Sin esta realidad, sin este anuncio, no hay causa, no hay nada que hacer. Jesús
es el corazón del Reino. Por eso –como dice Lucas en la Primera Lectura- “les
dio numerosas pruebas de que estaba vivo y durante cuarenta días se dejó ver
por ellos y les habló del Reino de Dios”. Sin esta experiencia, nada de Jesús tendría
sentido.
Pero
sólo ser testigos de la resurrección de Jesús, tampoco basta. El que Jesús viva,
significa que su causa no sólo sigue, sino que es el complemento inseparable de
la resurrección de Jesús. Es decir, si Jesús sigue vivo, entonces el Reino está
entre nosotros y cada uno es responsable de hacerlo visible. Es el mensaje de
Pablo: cada uno hemos recibido una gracia particular, para que “desempeñando
debidamente nuestra tarea, construyamos el cuerpo de Cristo…, hasta que
lleguemos a ser hombres perfectos que alcancemos en todas las dimensiones la
plenitud de Cristo”. Esto es justo “la nueva humanidad” que implica el Reino.

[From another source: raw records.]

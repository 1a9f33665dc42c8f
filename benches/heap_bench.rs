//! Heap and sort benchmarks
//!
//! ```bash
//! cargo bench --bench heap_bench
//! ```
//!
//! Inputs are drawn from a seeded `StdRng`, so every run measures the same
//! workloads.

use classic_heaps::binary::BinaryHeap;
use classic_heaps::binomial::BinomialHeap;
use classic_heaps::randomized::RandomizedHeap;
use classic_heaps::sort::{heap_sort, insertion_sort, merge_sort, shell_sort};
use classic_heaps::{AddressableHeap, Heap, MeldableHeap};
use criterion::{black_box, criterion_group, criterion_main, BenchmarkId, Criterion};
use rand::rngs::StdRng;
use rand::{Rng, SeedableRng};

type Randomized = RandomizedHeap<u32>;

const SIZES: [usize; 3] = [100, 1_000, 10_000];

fn random_keys(n: usize, seed: u64) -> Vec<u32> {
    let mut rng = StdRng::seed_from_u64(seed);
    (0..n).map(|_| rng.gen()).collect()
}

fn insert_then_drain<H: Heap<u32>>(keys: &[u32]) -> u64 {
    let mut heap = H::new();
    for &key in keys {
        heap.insert(key);
    }
    let mut sum = 0u64;
    while let Some(key) = heap.pop() {
        sum += u64::from(key);
    }
    sum
}

fn decrease_all<H: AddressableHeap<u32>>(keys: &[u32]) -> usize {
    let mut heap = H::new();
    let handles: Vec<_> = keys.iter().map(|&k| heap.insert_with_handle(k / 2 + u32::MAX / 2)).collect();
    for (handle, &key) in handles.iter().zip(keys) {
        let _ = heap.decrease_key(handle, key / 2);
    }
    heap.len()
}

fn union_halves<H: MeldableHeap<u32>>(keys: &[u32]) -> Option<u32> {
    let (left, right) = keys.split_at(keys.len() / 2);
    let mut a = H::new();
    let mut b = H::new();
    for &key in left {
        a.insert(key);
    }
    for &key in right {
        b.insert(key);
    }
    a.union(b);
    a.pop()
}

fn bench_insert_drain(c: &mut Criterion) {
    let mut group = c.benchmark_group("insert_drain");

    for size in SIZES {
        let keys = random_keys(size, 1);
        group.bench_with_input(BenchmarkId::new("binary", size), &keys, |b, keys| {
            b.iter(|| black_box(insert_then_drain::<BinaryHeap<u32>>(keys)))
        });
        group.bench_with_input(BenchmarkId::new("binomial", size), &keys, |b, keys| {
            b.iter(|| black_box(insert_then_drain::<BinomialHeap<u32>>(keys)))
        });
        group.bench_with_input(BenchmarkId::new("randomized", size), &keys, |b, keys| {
            b.iter(|| black_box(insert_then_drain::<Randomized>(keys)))
        });
    }

    group.finish();
}

fn bench_decrease_key(c: &mut Criterion) {
    let mut group = c.benchmark_group("decrease_key");

    for size in SIZES {
        let keys = random_keys(size, 2);
        group.bench_with_input(BenchmarkId::new("binomial", size), &keys, |b, keys| {
            b.iter(|| black_box(decrease_all::<BinomialHeap<u32>>(keys)))
        });
        group.bench_with_input(BenchmarkId::new("randomized", size), &keys, |b, keys| {
            b.iter(|| black_box(decrease_all::<Randomized>(keys)))
        });
    }

    group.finish();
}

fn bench_union(c: &mut Criterion) {
    let mut group = c.benchmark_group("union");

    for size in SIZES {
        let keys = random_keys(size, 3);
        group.bench_with_input(BenchmarkId::new("binomial", size), &keys, |b, keys| {
            b.iter(|| black_box(union_halves::<BinomialHeap<u32>>(keys)))
        });
        group.bench_with_input(BenchmarkId::new("randomized", size), &keys, |b, keys| {
            b.iter(|| black_box(union_halves::<Randomized>(keys)))
        });
    }

    group.finish();
}

fn bench_sorts(c: &mut Criterion) {
    let mut group = c.benchmark_group("sort");

    // quadratic sorts only at the small size
    for size in [100, 2_000] {
        let keys = random_keys(size, 4);
        group.bench_with_input(BenchmarkId::new("merge", size), &keys, |b, keys| {
            b.iter(|| black_box(merge_sort(keys)))
        });
        group.bench_with_input(BenchmarkId::new("shell", size), &keys, |b, keys| {
            b.iter(|| {
                let mut xs = keys.clone();
                shell_sort(&mut xs);
                black_box(xs)
            })
        });
        group.bench_with_input(BenchmarkId::new("heap_binary", size), &keys, |b, keys| {
            b.iter(|| black_box(heap_sort::<BinaryHeap<u32>, _>(keys.iter().copied())))
        });
        if size <= 100 {
            group.bench_with_input(BenchmarkId::new("insertion", size), &keys, |b, keys| {
                b.iter(|| {
                    let mut xs = keys.clone();
                    insertion_sort(&mut xs);
                    black_box(xs)
                })
            });
        }
    }

    group.finish();
}

criterion_group!(
    benches,
    bench_insert_drain,
    bench_decrease_key,
    bench_union,
    bench_sorts
);
criterion_main!(benches);
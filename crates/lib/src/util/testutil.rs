//! Test utilities for buildchain-lib.
//!
//! Item types shared by the unit tests, modeled on the
//! count/doubled/report scenario used throughout the crate's tests.

use crate::{empty_build_item, multi_build_item, simple_build_item};

#[derive(Debug, Clone, PartialEq)]
pub struct Count(pub u32);

#[derive(Debug, Clone, PartialEq)]
pub struct Doubled(pub u32);

#[derive(Debug, Clone, PartialEq)]
pub struct Report(pub String);

#[derive(Debug, Clone, PartialEq)]
pub struct Summary(pub String);

#[derive(Debug, Default)]
pub struct Finished;

simple_build_item!(Count, Doubled, Summary);
multi_build_item!(Report);
empty_build_item!(Finished);
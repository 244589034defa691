//! End-to-end tests of buildchain-lib through its public API.

mod common;
mod determinism_tests;
mod failure_tests;
mod scenario_tests;
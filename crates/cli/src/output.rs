//! CLI output formatting utilities.
//!
//! Colored status lines, duration formatting and JSON output shared by all
//! commands.

use std::time::Duration;

use anyhow::Context;
use clap::ValueEnum;
use owo_colors::{OwoColorize, Stream};

#[derive(Debug, Clone, Copy, Default, ValueEnum)]
pub enum OutputFormat {
  #[default]
  Text,
  Json,
}

impl OutputFormat {
  pub fn is_json(self) -> bool {
    matches!(self, OutputFormat::Json)
  }
}

pub mod symbols {
  pub const SUCCESS: &str = "✓";
  pub const ERROR: &str = "✗";
  pub const INFO: &str = "•";
  pub const MINUS: &str = "-";
}

pub fn format_duration(duration: Duration) -> String {
  let secs = duration.as_secs();
  let millis = duration.subsec_millis();

  if secs >= 60 {
    format!("{}m {}s", secs / 60, secs % 60)
  } else if secs > 0 {
    format!("{}.{:02}s", secs, millis / 10)
  } else if millis > 0 {
    format!("{}ms", millis)
  } else {
    format!("{}µs", duration.subsec_micros())
  }
}

pub fn print_success(message: &str) {
  println!(
    "{} {}",
    symbols::SUCCESS.if_supports_color(Stream::Stdout, |s| s.green()),
    message
  );
}

pub fn print_error(message: &str) {
  eprintln!(
    "{} {}",
    symbols::ERROR.if_supports_color(Stream::Stderr, |s| s.red()),
    message.if_supports_color(Stream::Stderr, |s| s.red())
  );
}

pub fn print_info(message: &str) {
  println!(
    "{} {}",
    symbols::INFO.if_supports_color(Stream::Stdout, |s| s.blue()),
    message
  );
}

pub fn print_stat(label: &str, value: &str) {
  println!(
    "  {}: {}",
    label.if_supports_color(Stream::Stdout, |s| s.dimmed()),
    value
  );
}

pub fn print_json<T: serde::Serialize>(value: &T) -> anyhow::Result<()> {
  let json = serde_json::to_string_pretty(value).context("Failed to serialize to JSON")?;
  println!("{}", json);
  Ok(())
}
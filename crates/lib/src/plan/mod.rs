//! JSON plan files.
//!
//! Plans describe a build chain without Rust types: every item is a named
//! item carrying JSON values, and every step action sleeps, fails or emits the
//! values it declares. The CLI checks, renders and runs plans.

mod types;

use std::collections::{HashMap, HashSet};
use std::path::{Path, PathBuf};
use std::thread;
use std::time::Duration;

use serde_json::Value;
use thiserror::Error;
use tracing::debug;

use crate::chain::{BuildChain, BuildChainBuilder, BuildError};
use crate::execute::ExecuteConfig;
use crate::graph::ChainBuildError;
use crate::item::{ItemId, ItemKind};
use crate::result::BuildResult;
use crate::step::StepDescriptor;

pub use types::{Plan, PlanConsume, PlanProduce, PlanStep};

/// Errors loading a plan file.
#[derive(Debug, Error)]
pub enum PlanError {
  #[error("failed to read plan {path}: {source}")]
  Io {
    path: PathBuf,
    #[source]
    source: std::io::Error,
  },

  #[error("invalid plan: {0}")]
  Parse(#[from] serde_json::Error),

  #[error("step name `{0}` is used more than once")]
  DuplicateStep(String),

  #[error("initial value of multi item `{0}` must be an array")]
  InitialNotArray(String),
}

impl Plan {
  /// Read and parse a plan file.
  pub fn load(path: &Path) -> Result<Self, PlanError> {
    let json = std::fs::read_to_string(path).map_err(|source| PlanError::Io {
      path: path.to_path_buf(),
      source,
    })?;
    debug!(path = %path.display(), "loaded plan file");
    Self::parse(&json)
  }

  /// Parse a plan from JSON text and check it for problems serde cannot see.
  pub fn parse(json: &str) -> Result<Self, PlanError> {
    let plan: Plan = serde_json::from_str(json)?;

    let mut names = HashSet::new();
    for step in &plan.steps {
      if !names.insert(step.name.as_str()) {
        return Err(PlanError::DuplicateStep(step.name.clone()));
      }
    }

    let kinds = plan.item_kinds();
    for (name, value) in &plan.initial {
      if kinds.get(name.as_str()) == Some(&ItemKind::Multi) && !value.is_array() {
        return Err(PlanError::InitialNotArray(name.clone()));
      }
    }

    Ok(plan)
  }

  /// The identity of a named item as this plan uses it.
  pub fn item(&self, name: &str) -> ItemId {
    let kind = self.item_kinds().get(name).copied().unwrap_or(ItemKind::Single);
    ItemId::named(name, kind)
  }

  /// Register every step and chain-level item of the plan.
  pub fn chain_builder(&self) -> BuildChainBuilder {
    let kinds = self.item_kinds();
    let id = |name: &str, explicit: Option<ItemKind>| {
      let kind = explicit.or_else(|| kinds.get(name).copied()).unwrap_or(ItemKind::Single);
      ItemId::named(name, kind)
    };

    let mut builder = BuildChainBuilder::new();
    for name in self.initial.keys() {
      builder = builder.add_initial_item(id(name.as_str(), None));
    }
    for name in &self.finals {
      builder = builder.add_final_item(id(name.as_str(), None));
    }

    for step in &self.steps {
      let mut descriptor = StepDescriptor::builder(step.name.as_str());
      let mut emits: Vec<(ItemId, Vec<Value>)> = Vec::new();
      for produce in &step.produces {
        let item = ItemId::named(produce.item.as_str(), produce.kind);
        descriptor = descriptor.produces_item(item.clone(), produce.is_final, produce.overridable, produce.weak);
        let values: Vec<Value> = produce.value.iter().chain(&produce.values).cloned().collect();
        if produce.kind != ItemKind::Empty && !values.is_empty() {
          emits.push((item, values));
        }
      }
      for consume in &step.consumes {
        descriptor = descriptor.consumes_item(id(consume.item.as_str(), consume.kind), consume.mode);
      }

      let fail = step.fail.clone();
      let delay = step.delay_ms.map(Duration::from_millis);
      builder = builder.add_step(descriptor.build(move |ctx| {
        if let Some(delay) = delay {
          thread::sleep(delay);
        }
        if let Some(message) = &fail {
          anyhow::bail!("{message}");
        }
        for (item, values) in &emits {
          for value in values {
            ctx.produce_value(item, value.clone())?;
          }
        }
        Ok(())
      }));
    }

    builder
  }

  /// Build and validate the chain this plan describes.
  pub fn build_chain(&self) -> Result<BuildChain, ChainBuildError> {
    self.chain_builder().build()
  }

  /// Validate the plan and execute it once with its initial values.
  pub async fn run(&self, config: &ExecuteConfig) -> Result<BuildResult, BuildError> {
    let chain = self.build_chain()?;
    self.run_chain(&chain, config).await
  }

  /// Execute a chain already built from this plan, seeding the plan's
  /// initial values and writing `config.graph_output` first.
  pub async fn run_chain(&self, chain: &BuildChain, config: &ExecuteConfig) -> Result<BuildResult, BuildError> {
    chain.write_configured_dot(config)?;

    let mut execution = chain.execution();
    for (name, value) in &self.initial {
      let item = self.item(name);
      match (item.kind(), value) {
        (ItemKind::Multi, Value::Array(elements)) => {
          for element in elements {
            execution = execution.initial_value(&item, element.clone());
          }
        }
        _ => execution = execution.initial_value(&item, value.clone()),
      }
    }
    Ok(execution.run(config).await?)
  }

  /// Kind of every item, taken from produce declarations first, then from
  /// explicit kinds on consume declarations.
  fn item_kinds(&self) -> HashMap<&str, ItemKind> {
    let mut kinds = HashMap::new();
    for step in &self.steps {
      for produce in &step.produces {
        kinds.entry(produce.item.as_str()).or_insert(produce.kind);
      }
    }
    for step in &self.steps {
      for consume in &step.consumes {
        if let Some(kind) = consume.kind {
          kinds.entry(consume.item.as_str()).or_insert(kind);
        }
      }
    }
    kinds
  }
}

Un
grupo como la primitiva comunidad cristiana en la que todos compartían lo que
tenían, en la que nadie pasaba hambre y se juntaban a la fracción del pan y a
la oración.
Continuar,
entonces, la misión de Jesús significa mostrar a la humanidad entera, con
hechos y palabras, que en la historia se dio una posibilidad inédita que abre
una nueva esperanza indestructible en Jesús, al haber vencido a la muerte e
implantar la única manera de vivir que vale la pena y realiza el sentido pleno
del hombre: amándonos hasta entregar la vida por el otro. Amor del Reino que
supone liberación, igualdad, fraternidad, justicia, respeto, comunidad, etc.,
etc.
Jesús
cumplió su misión. Él no seguirá paternalistamente haciendo las cosas que
nosotros podemos hacer. Él nos ha dado la “potestad” para seguir “construyendo
Reino” desde el testimonio de la Resurrección del maestro. Sube al cielo, y
ahora nos toca nosotros asumir responsablemente la misión que Él nos ha
confiado.
Al
irse, dejamos de ser discípulos y nos convertimos en apóstoles; aunque no
quedamos solos. Está la promesa de que Jesús nos acompañará hasta el final de
la historia, aunque de forma diferente, y de que el Espíritu Santo será ahora
el actor principal en la construcción de esa nueva comunidad de creyentes. El
Espíritu guiará a la Iglesia; inspirará a los cristianos; seguirá instruyendo a
la comunidad; pero no tomará el papel que cada uno de nosotros tenemos que
desempeñar. Es ahora el tiempo de la Iglesia; nuestro tiempo; el mensaje de
salvación, el Reino, está en nuestras manos. “La moneda está en el aire” y cada
uno tiene que decidir de qué lado quiere que caiga.